There were very few evenings now when Aunt Katrina did not expect her niece to make one at the whist-table drawn up at her couch's side, the other players being Dr. Kirby, Betty, or occasionally Madam Ruiz or Madam Giron. The game had come to be her greatest pleasure, she had therefore established and set going in her circle of friends the idea that it was an especial pleasure to Margaret also; Aunt Katrina was an adept in such tyrannies.

"How is Mr. Moore to-day?" Margaret inquired, not replying to the change of shoes.

"He improves every hour, it's wonderful! He is getting well in half the time that any one else would have taken. He will walk as lightly as ever before long--or almost as lightly. He is rather uncomfortably comfortable just now, however," the Doctor went on, laughing, "he doesn't know how to adapt himself to all his new luxuries; he took up an ivory-handled brush this morning almost as though it were an infernal machine."

"I should hardly think Mrs. Moore would approve of _useless_ luxuries,"

said Aunt Katrina, not with a sniff--Aunt Katrina never sniffed--but with a slight movement of the tip of her very well shaped nose; she followed the movement with a light stroke upon that tip with her embroidered handkerchief.

"Penelope nowadays approves of everything for her Middleton," said Dr.

Kirby, laughing again. "I believe she'll deck him out with pink silk curtains round his bed before she gets through."

"Yes--but ivory-handled _brushes_," said Aunt Katrina, confining herself, as usual, to the facts. "And his hair is so thin, too!"

"I must confess I roared--if you will permit the rather free expression.

But the brushes came with the other things that nephew of yours sent down; I believe he's trying to corrupt the dominie."

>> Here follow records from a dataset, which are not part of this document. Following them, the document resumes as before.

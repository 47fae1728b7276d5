//! Core library for the fakeplate toolkit.
//!
//! Renders text templates whose `%% expression %%` tokens are filled in by a
//! data-generation [`provider::Provider`]. An expression such as
//! `name.fullName` is resolved by calling `name` on the provider and
//! `fullName` on the result.
//!
//! A render pass is:
//! - [`scanner`]: find the tokens in the template text
//! - [`resolver`]: bind each token to a deferred [`expression::Evaluator`]
//! - [`renderer`]: evaluate once per token and substitute every occurrence
//!
//! [`generator::Generator`] ties these together. Around the engine sit the
//! shared pieces the CLI needs: configuration, the built-in [`faker`]
//! provider, output [`sink`]s, concurrent [`batch`] generation, and
//! `init` scaffolding.

pub mod batch;
pub mod config;
pub mod error;
pub mod expression;
pub mod faker;
pub mod generator;
pub mod project;
pub mod provider;
pub mod renderer;
pub mod resolver;
pub mod scanner;
pub mod sink;
pub mod template;
pub mod templates;
pub mod value;
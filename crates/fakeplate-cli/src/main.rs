//! fakeplate CLI: render text templates filled with generated fake data.
//!
//! Provides four commands: `init`, `render`, `generate`, and `fields`.
//!
//! Every command resolves `%% expression %%` tokens against the built-in
//! provider from [`fakeplate_core::faker`].

mod commands;
mod output;

use clap::{Parser, Subcommand};
use std::path::PathBuf;
use tracing_subscriber::EnvFilter;

#[derive(Parser)]
#[command(
    name = "fakeplate",
    about = "Render text templates filled with generated fake data",
    version,
    propagate_version = true
)]
struct Cli {
    #[command(subcommand)]
    command: Commands,

    /// Path to fakeplate.config.json (default: ./fakeplate.config.json)
    #[arg(long, global = true, default_value = fakeplate_core::config::CONFIG_FILE)]
    config: PathBuf,

    /// Verbosity level (-v, -vv, -vvv)
    #[arg(short, long, action = clap::ArgAction::Count, global = true)]
    verbose: u8,
}

#[derive(Subcommand)]
enum Commands {
    /// Scaffold a new project with a config and a sample template
    Init {
        /// Project name (creates a directory with this name)
        name: String,

        /// Number of records `generate` produces by default
        #[arg(long, default_value = "10")]
        count: u64,

        /// Number of concurrent render workers
        #[arg(long, default_value = "4")]
        workers: usize,
    },

    /// Render a template once and print the result
    Render {
        /// Template file
        template: PathBuf,

        /// Seed for reproducible output
        #[arg(long, env = "FAKEPLATE_SEED")]
        seed: Option<u64>,
    },

    /// Render many records from the configured template
    Generate {
        /// Override the number of records
        #[arg(long, short = 'n')]
        count: Option<u64>,

        /// Override the number of concurrent workers
        #[arg(long, short)]
        workers: Option<usize>,

        /// Base seed for reproducible output
        #[arg(long, env = "FAKEPLATE_SEED")]
        seed: Option<u64>,

        /// Write records to this directory instead of the configured sink
        #[arg(long)]
        out_dir: Option<PathBuf>,

        /// Override the sink kind: stdout or directory
        #[arg(long)]
        sink: Option<String>,
    },

    /// List every expression the built-in provider resolves
    Fields {
        /// Print as a JSON array
        #[arg(long)]
        json: bool,
    },
}

/// `-v` flags win, then `RUST_LOG`, then warnings only.
fn log_filter(verbose: u8) -> EnvFilter {
    match verbose {
        0 => EnvFilter::try_from_default_env().unwrap_or_else(|_| EnvFilter::new("warn")),
        1 => EnvFilter::new("info"),
        2 => EnvFilter::new("debug"),
        _ => EnvFilter::new("trace"),
    }
}

#[tokio::main]
async fn main() -> anyhow::Result<()> {
    let cli = Cli::parse();

    tracing_subscriber::fmt()
        .with_env_filter(log_filter(cli.verbose))
        .with_target(false)
        .with_writer(std::io::stderr)
        .init();

    match cli.command {
        Commands::Init {
            name,
            count,
            workers,
        } => {
            commands::init::run(&name, count, workers)?;
        }
        Commands::Render { template, seed } => {
            commands::render::run(&template, seed)?;
        }
        Commands::Generate {
            count,
            workers,
            seed,
            out_dir,
            sink,
        } => {
            let overrides = commands::generate::Overrides {
                count,
                workers,
                seed,
                out_dir,
                sink,
            };
            commands::generate::run(&cli.config, overrides).await?;
        }
        Commands::Fields { json } => {
            commands::fields::run(json)?;
        }
    }

    Ok(())
}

"I am glad, and very thankful to hear that Mr. Moore is going on so well," said Margaret, "there is nothing I care so much about." Carrying her plumed hat in her hand, she left the room.

"He is an excellent man, Mr. Moore--most excellent," observed Aunt Katrina, a little stiffly; "of course we can never forget our obligations to him."

"I should think not, indeed," answered Reginald Kirby, for the first time losing some of his gallantry of tone.

"I am sure we have shown that we do not forget them," Aunt Katrina went on, with dignity. "Margaret has shown it, and Evert; between them they have made Mr. Moore comfortable for life."

"There wouldn't have been much life left in any of you without him,"

said Kirby, still fierily.

"I beg your pardon, I am not so dependent upon my niece, dear as she is to me, as _that_; I think _such_ dependence wrong. You must remember, too, that I have already been through great sorrows--the greatest; my life has _not_ been an easy one." The gemmed hand was gently raised here; then dropped with resignation upon the maroon silk lap. "I esteem Mr. Moore highly--haven't I mentioned to you that I do? surely I have.

But I _cannot_ be deeply interested in him; Mr. Moore is not an interesting man, he is _not_ an exciting man. I am afraid that when I care for a friend," said Aunt Katrina, frankly, "when I find a friend _delightful_, I am afraid I am apt, yes, _very_ apt, to make comparisons." And she glanced at the Doctor with a gracious smile.

"Pardon my ill temper," murmured the Doctor, completely won again.

"After all," he said to himself, with conviction, "she's a deucedly fine woman still."

Three months had elapsed since the burning of the house on the river.

Mr. Moore had remained for four weeks in the neighboring hotel, his wife and Dr. Kirby constantly with him. They had then decided to take him on a litter to Gracias; they crossed the St. John's in safety, and came slowly over the pine barrens.